Uno studio statunitense pubblicato su Nature ha descritto un sistema innovativo che ha permesso a un ragazzo totalmente paralizzato di muovere un arto: grazie ad un chip impiantato nella corteccia motoria del cervello e ad un sistema high-tech in grado di bypassare la lesione, il giovane è tornato infatti a muovere la mano e ad effettuare normali gesti di vita quotidiana.
Era il 2010 e il giovane Ian Burkhart, 24 anni, stava correndo verso l’Oceano Atlantico. Si è tuffato in acqua, ma un banco di sabbia nascosto dalle onde gli ha causato una seria frattura del collo; con importante danno al midollo spinale che gli ha purtroppo causato una paralisi totale a tutti e quattro gli arti.
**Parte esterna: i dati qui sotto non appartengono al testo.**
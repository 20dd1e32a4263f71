//! The device command surface.
//!
//! One method per command, each a thin fixed-layout encode over
//! [`crate::protocol::transact`] plus a symmetric decode of the response
//! body. Range checks happen before any bytes are sent; a non-zero
//! response code surfaces as [`Error::Device`], except for `execute`,
//! where the caller inspects the code alongside the (then empty) frame
//! result, mirroring the per-frame polling loop this command lives in.

use std::time::Duration;

use serde::{Deserialize, Serialize};

use crate::error::{Error, ProtocolFault, Result};
use crate::image::GrayscaleImage;
use crate::protocol::{encode_command, transact, transact_frame};
use crate::result::{self, FrameResult};
use crate::transport::Transport;
use crate::wire::{
    baud_index, CameraAngle, CommandId, FeatureFlags, OutputImage, ResponseCode, RollRange,
    YawRange, AVAILABLE_BAUD,
};

/// Model name and firmware version reported by `GetVersion`.
#[derive(Clone, Debug, PartialEq, Eq)]
pub struct DeviceVersion {
    /// Model string, e.g. "B5T-007001".
    pub model: String,
    pub major: u8,
    pub minor: u8,
    pub release: u8,
    pub revision: u32,
}

/// Detection confidence floors. Detections below the floor are dropped on
/// the device. 1-1000 for the detectors, 0-1000 for recognition.
#[derive(Clone, Copy, Debug, PartialEq, Eq, Serialize, Deserialize)]
#[serde(default)]
pub struct Thresholds {
    pub body: u16,
    pub hand: u16,
    pub face: u16,
    pub recognition: u16,
}

impl Default for Thresholds {
    fn default() -> Self {
        Self {
            body: 500,
            hand: 500,
            face: 500,
            recognition: 500,
        }
    }
}

/// Per-detector size windows in pixels, 20-8192.
#[derive(Clone, Copy, Debug, PartialEq, Eq, Serialize, Deserialize)]
#[serde(default)]
pub struct DetectionSizes {
    pub min_body: u16,
    pub max_body: u16,
    pub min_hand: u16,
    pub max_hand: u16,
    pub min_face: u16,
    pub max_face: u16,
}

impl Default for DetectionSizes {
    fn default() -> Self {
        Self {
            min_body: 30,
            max_body: 8192,
            min_hand: 40,
            max_hand: 8192,
            min_face: 64,
            max_face: 8192,
        }
    }
}

/// Face detection angle ranges.
#[derive(Clone, Copy, Debug, Default, PartialEq, Eq, Serialize, Deserialize)]
#[serde(default)]
pub struct FaceAngle {
    pub yaw: YawRange,
    pub roll: RollRange,
}

/// Outcome of one Execute command.
#[derive(Clone, Debug)]
pub struct ExecuteOutcome {
    pub code: ResponseCode,
    pub frame: FrameResult,
    pub image: Option<GrayscaleImage>,
}

/// A connected sensor behind some byte channel.
pub struct Device<T: Transport> {
    transport: T,
}

impl<T: Transport> Device<T> {
    pub fn new(transport: T) -> Self {
        Self { transport }
    }

    /// Opens the channel. The baud rate must be one the device supports.
    pub fn connect(&mut self, endpoint: &str, baud: u32, timeout: Duration) -> Result<()> {
        if !AVAILABLE_BAUD.contains(&baud) {
            return Err(Error::config(format!("invalid baud rate {}", baud)));
        }
        self.transport.connect(endpoint, baud, timeout)?;
        Ok(())
    }

    pub fn disconnect(&mut self) -> Result<()> {
        self.transport.disconnect()?;
        Ok(())
    }

    pub fn transport_mut(&mut self) -> &mut T {
        &mut self.transport
    }

    pub fn get_version(&mut self) -> Result<DeviceVersion> {
        let body = self.command(CommandId::GetVersion, &[])?;
        expect_len(&body, 19, "version response")?;
        Ok(DeviceVersion {
            model: String::from_utf8_lossy(&body[..12]).trim_end().to_string(),
            major: body[12],
            minor: body[13],
            release: body[14],
            revision: u32::from_le_bytes([body[15], body[16], body[17], body[18]]),
        })
    }

    pub fn set_camera_angle(&mut self, angle: CameraAngle) -> Result<()> {
        self.command(CommandId::SetCameraAngle, &[angle.as_u8()])?;
        Ok(())
    }

    pub fn get_camera_angle(&mut self) -> Result<CameraAngle> {
        let body = self.command(CommandId::GetCameraAngle, &[])?;
        expect_len(&body, 1, "camera angle response")?;
        CameraAngle::from_u8(body[0])
            .ok_or_else(|| ProtocolFault::Malformed("camera angle response").into())
    }

    /// Runs the selected detectors and estimators on one frame.
    ///
    /// Flags are normalized first (attribute estimators pull in
    /// Face|Direction), because the device lays out the response for the
    /// normalized set. On a non-zero response code the frame is empty and
    /// no body was read.
    pub fn execute(&mut self, flags: FeatureFlags, image: OutputImage) -> Result<ExecuteOutcome> {
        let flags = flags.normalized();
        let mut payload = [0u8; 3];
        payload[..2].copy_from_slice(&flags.bits().to_le_bytes());
        payload[2] = image.as_u8();

        let (code, body) = transact(&mut self.transport, CommandId::Execute, &payload)?;
        if !code.is_normal() {
            return Ok(ExecuteOutcome {
                code,
                frame: FrameResult::default(),
                image: None,
            });
        }

        let (frame, consumed) = result::decode(flags, &body)?;
        let (out_image, total) = match image {
            OutputImage::None => (None, consumed),
            _ => {
                let (img, img_len) = GrayscaleImage::decode(&body[consumed..])?;
                (Some(img), consumed + img_len)
            }
        };
        if total != body.len() {
            return Err(ProtocolFault::LengthMismatch {
                declared: body.len(),
                consumed: total,
            }
            .into());
        }

        Ok(ExecuteOutcome {
            code,
            frame,
            image: out_image,
        })
    }

    pub fn set_threshold(&mut self, thresholds: &Thresholds) -> Result<()> {
        for (value, what) in [
            (thresholds.body, "body threshold"),
            (thresholds.hand, "hand threshold"),
            (thresholds.face, "face threshold"),
        ] {
            if !(1..=1000).contains(&value) {
                return Err(Error::config(format!("{} {} out of range 1-1000", what, value)));
            }
        }
        if thresholds.recognition > 1000 {
            return Err(Error::config(format!(
                "recognition threshold {} out of range 0-1000",
                thresholds.recognition
            )));
        }

        let mut payload = Vec::with_capacity(8);
        for value in [
            thresholds.body,
            thresholds.hand,
            thresholds.face,
            thresholds.recognition,
        ] {
            payload.extend_from_slice(&value.to_le_bytes());
        }
        self.command(CommandId::SetThreshold, &payload)?;
        Ok(())
    }

    pub fn get_threshold(&mut self) -> Result<Thresholds> {
        let body = self.command(CommandId::GetThreshold, &[])?;
        expect_len(&body, 8, "threshold response")?;
        Ok(Thresholds {
            body: u16_at(&body, 0),
            hand: u16_at(&body, 2),
            face: u16_at(&body, 4),
            recognition: u16_at(&body, 6),
        })
    }

    pub fn set_detection_size(&mut self, sizes: &DetectionSizes) -> Result<()> {
        for (min, max, what) in [
            (sizes.min_body, sizes.max_body, "body"),
            (sizes.min_hand, sizes.max_hand, "hand"),
            (sizes.min_face, sizes.max_face, "face"),
        ] {
            if !(20..=8192).contains(&min) || !(20..=8192).contains(&max) {
                return Err(Error::config(format!("{} detection size out of range 20-8192", what)));
            }
            if min > max {
                return Err(Error::config(format!(
                    "{} minimum detection size exceeds maximum",
                    what
                )));
            }
        }

        let mut payload = Vec::with_capacity(12);
        for value in [
            sizes.min_body,
            sizes.max_body,
            sizes.min_hand,
            sizes.max_hand,
            sizes.min_face,
            sizes.max_face,
        ] {
            payload.extend_from_slice(&value.to_le_bytes());
        }
        self.command(CommandId::SetDetectionSize, &payload)?;
        Ok(())
    }

    pub fn get_detection_size(&mut self) -> Result<DetectionSizes> {
        let body = self.command(CommandId::GetDetectionSize, &[])?;
        expect_len(&body, 12, "detection size response")?;
        Ok(DetectionSizes {
            min_body: u16_at(&body, 0),
            max_body: u16_at(&body, 2),
            min_hand: u16_at(&body, 4),
            max_hand: u16_at(&body, 6),
            min_face: u16_at(&body, 8),
            max_face: u16_at(&body, 10),
        })
    }

    pub fn set_face_angle(&mut self, angle: FaceAngle) -> Result<()> {
        self.command(
            CommandId::SetFaceAngle,
            &[angle.yaw.as_u8(), angle.roll.as_u8()],
        )?;
        Ok(())
    }

    pub fn get_face_angle(&mut self) -> Result<FaceAngle> {
        let body = self.command(CommandId::GetFaceAngle, &[])?;
        expect_len(&body, 2, "face angle response")?;
        let yaw = YawRange::from_u8(body[0])
            .ok_or(ProtocolFault::Malformed("face angle response"))?;
        let roll = RollRange::from_u8(body[1])
            .ok_or(ProtocolFault::Malformed("face angle response"))?;
        Ok(FaceAngle { yaw, roll })
    }

    /// Switches the UART baud rate. The wire carries the enumeration index
    /// into the allowed set, not the rate itself. Only meaningful on UART
    /// links; over USB the setting is stored but has no effect.
    pub fn set_uart_baud(&mut self, baud: u32) -> Result<()> {
        let index =
            baud_index(baud).ok_or_else(|| Error::config(format!("invalid baud rate {}", baud)))?;
        self.command(CommandId::SetUartBaud, &[index])?;
        Ok(())
    }

    // ---------------- Album operations ----------------

    /// Enrolls the currently detected face under `user_id`/`data_id` and
    /// returns the normalized enrollment image. Exactly one face must be in
    /// view; otherwise the device answers NoFace or PluralFace.
    pub fn register_data(&mut self, user_id: u16, data_id: u8) -> Result<GrayscaleImage> {
        check_user_id(user_id)?;
        check_data_id(data_id)?;
        let mut payload = Vec::with_capacity(3);
        payload.extend_from_slice(&user_id.to_le_bytes());
        payload.push(data_id);

        let body = self.command(CommandId::RegisterData, &payload)?;
        let (image, consumed) = GrayscaleImage::decode(&body)?;
        if consumed != body.len() {
            return Err(ProtocolFault::LengthMismatch {
                declared: body.len(),
                consumed,
            }
            .into());
        }
        Ok(image)
    }

    pub fn delete_data(&mut self, user_id: u16, data_id: u8) -> Result<()> {
        check_user_id(user_id)?;
        check_data_id(data_id)?;
        let mut payload = Vec::with_capacity(3);
        payload.extend_from_slice(&user_id.to_le_bytes());
        payload.push(data_id);
        self.command(CommandId::DeleteData, &payload)?;
        Ok(())
    }

    pub fn delete_user(&mut self, user_id: u16) -> Result<()> {
        check_user_id(user_id)?;
        self.command(CommandId::DeleteUser, &user_id.to_le_bytes())?;
        Ok(())
    }

    pub fn delete_all_data(&mut self) -> Result<()> {
        self.command(CommandId::DeleteAllData, &[])?;
        Ok(())
    }

    /// Which of the ten data slots hold enrolled data for `user_id`.
    pub fn get_user_data(&mut self, user_id: u16) -> Result<[bool; 10]> {
        check_user_id(user_id)?;
        let body = self.command(CommandId::GetUserData, &user_id.to_le_bytes())?;
        expect_len(&body, 2, "user data response")?;
        let bitmap = u16_at(&body, 0);
        let mut slots = [false; 10];
        for (i, slot) in slots.iter_mut().enumerate() {
            *slot = bitmap & (1 << i) != 0;
        }
        Ok(slots)
    }

    /// Downloads the recognition album. The blob is opaque to the host.
    pub fn save_album(&mut self) -> Result<Vec<u8>> {
        self.command(CommandId::SaveAlbum, &[])
    }

    /// Uploads a previously saved album. The frame declares the 4-byte
    /// size field as its payload and appends the blob after it.
    pub fn load_album(&mut self, album: &[u8]) -> Result<()> {
        let mut frame = encode_command(CommandId::LoadAlbum, &(album.len() as u32).to_le_bytes());
        frame.extend_from_slice(album);
        let (code, _) = transact_frame(&mut self.transport, &frame)?;
        if !code.is_normal() {
            return Err(Error::Device(code));
        }
        Ok(())
    }

    /// Persists the on-device album to flash. Slow with a full album;
    /// overwrites whatever was there.
    pub fn save_album_to_flash(&mut self) -> Result<()> {
        self.command(CommandId::SaveAlbumToFlash, &[])?;
        Ok(())
    }

    /// Erases the album area of the flash ROM.
    pub fn reformat_flash(&mut self) -> Result<()> {
        self.command(CommandId::ReformatFlash, &[])?;
        Ok(())
    }

    fn command(&mut self, id: CommandId, payload: &[u8]) -> Result<Vec<u8>> {
        let (code, body) = transact(&mut self.transport, id, payload)?;
        if !code.is_normal() {
            return Err(Error::Device(code));
        }
        Ok(body)
    }
}

fn check_user_id(user_id: u16) -> Result<()> {
    if user_id > 9 {
        return Err(Error::config(format!("user id {} out of range 0-9", user_id)));
    }
    Ok(())
}

fn check_data_id(data_id: u8) -> Result<()> {
    if data_id > 99 {
        return Err(Error::config(format!("data id {} out of range 0-99", data_id)));
    }
    Ok(())
}

fn expect_len(body: &[u8], want: usize, what: &'static str) -> Result<()> {
    if body.len() < want {
        return Err(ProtocolFault::Malformed(what).into());
    }
    Ok(())
}

fn u16_at(body: &[u8], offset: usize) -> u16 {
    u16::from_le_bytes([body[offset], body[offset + 1]])
}
//! Host-side driver for the HVC-P2 (B5T-007001) human vision sensor.
//!
//! The sensor detects bodies, hands and faces and estimates facial
//! attributes (direction, age, gender, gaze, blink, expression,
//! recognition) on-device. This crate speaks its binary serial protocol
//! and reconciles the raw per-frame output with an external temporal
//! stabilizer into one identity-tracked result per frame.
//!
//! # Architecture
//!
//! - `wire`: protocol constants: command ids, response codes, the feature
//!   bitmask and setting enums
//! - `transport`: the byte-channel trait plus serial and scripted
//!   implementations
//! - `protocol`: command framing and the send/receive transaction
//! - `result`: the bitmask-driven decoder for raw per-frame results
//! - `stabilizer`: the injected interface to the stabilization engine
//! - `tracking`: the unified tracking result and the raw/stabilized merge
//! - `device`: one method per device command
//! - `session`: per-frame orchestration over one device and one engine
//! - `config`: immutable settings applied at session construction
//!
//! The protocol is half-duplex with a single outstanding request; every
//! call blocks until the transport delivers or times out. A session owns
//! its transport and stabilizer exclusively.

pub mod config;
pub mod device;
pub mod error;
pub mod image;
pub mod protocol;
pub mod result;
pub mod session;
pub mod stabilizer;
pub mod tracking;
pub mod transport;
pub mod wire;

pub use config::{DeviceSettings, SessionConfig};
pub use device::{
    Device, DetectionSizes, DeviceVersion, ExecuteOutcome, FaceAngle, Thresholds,
};
pub use error::{Error, ProtocolFault, Result, StabilizerFault};
pub use image::GrayscaleImage;
pub use result::{DetectionResult, FaceResult, FrameResult};
pub use session::{Capture, Session};
pub use stabilizer::{
    Stabilizer, StabilizerInput, StabilizerSettings, StabilizedFrame, StubStabilizer,
    TrackingStatus,
};
pub use tracking::{TrackedDetection, TrackedFace, TrackingResult};
#[cfg(target_os = "linux")]
pub use transport::TtyTransport;
pub use transport::{ScriptedTransport, Transport};
pub use wire::{
    CameraAngle, CommandId, FeatureFlags, OutputImage, ResponseCode, RollRange, YawRange,
    MAX_DETECTIONS, NOT_TRACKED,
};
Ora però, grazie ad una sperimentazione portata avanti dai ricercatori Chad Bouton (Feinstein Institute for Medical Research, Manhasset, New York), Nick Annetta (Battelle Memorial Institute, Columbus, Ohio), Ali Rezai (Ohio State University, Columbus), e colleghi e pubblicata nella rivista scientifica Nature, il ragazzo è tornato ad afferrare, manipolare e rilasciare oggetti. Piccoli e “normali” gesti di vita quotidiana che per lui erano diventati totalmente impossibili. Fino a questa sperimentazione.
Come è stato possibile far tornare ad utilizzare le mani ad una persona le cui vie nervose discendenti sono interrotte? Beh… non potendole “aggiustare” (le competenze scientifiche, ad oggi, non permettono di riparare un tessuto nervoso danneggiato), si è pensato di eluderle: il sistema utilizza infatti i segnali registrati nella corteccia motoria e li trasmette, grazie ad un chip impiantato nel cervello e tramite un sistema ad alta tecnologia, ai muscoli; “bypassando” così la lesione e ripristinando il controllo degli arti “perduti”.
Fino ad oggi erano stati pensati e sperimentati diversi sistemi in grado di tradurre l’attività neurale in segnali di controllo per vari dispositivi (come ad esempio braccia robotiche, esoscheletri, ecc). Tuttavia, finora nessun approccio aveva avuto un successo di questo tipo nel ripristino dei movimenti di parti anatomiche umane. Gli esperti hanno usato algoritmi di apprendimento automatico per decodificare l’attività neuronale e controllare l’attivazione dei muscoli dell’avambraccio attraverso un sistema di stimolazione elettrica neuromuscolare.
Dopo l’impianto, per poter usare al meglio il sistema, il giovane Ian ha affrontato 3 sedute a settimana di fisioterapia per 15 mesi. Questo nuovo allenamento gli ha permesso di articolare un singolo dito e di compiere 6 diversi movimenti del polso e della mano. Ma soprattutto, come spiegano gli studiosi, gli ha permesso di eseguire compiti funzionali alla vita quotidiana, come afferrare una bottiglia, versarne il contenuto in un barattolo e utilizzare un bastoncino per mescolare.
Per far sì che gli importanti risultati ottenuti siano più ampiamente applicabili, gli scienziati sottolineano come ulteriori miglioramenti di questa tecnologia (agli albori) siano necessari. Gli autori si dicono comunque convinti che questo loro studio è un tassello importante che farà avanzare la tecnologia delle ‘neuroprotesi’ dedicate alle persone paralizzate.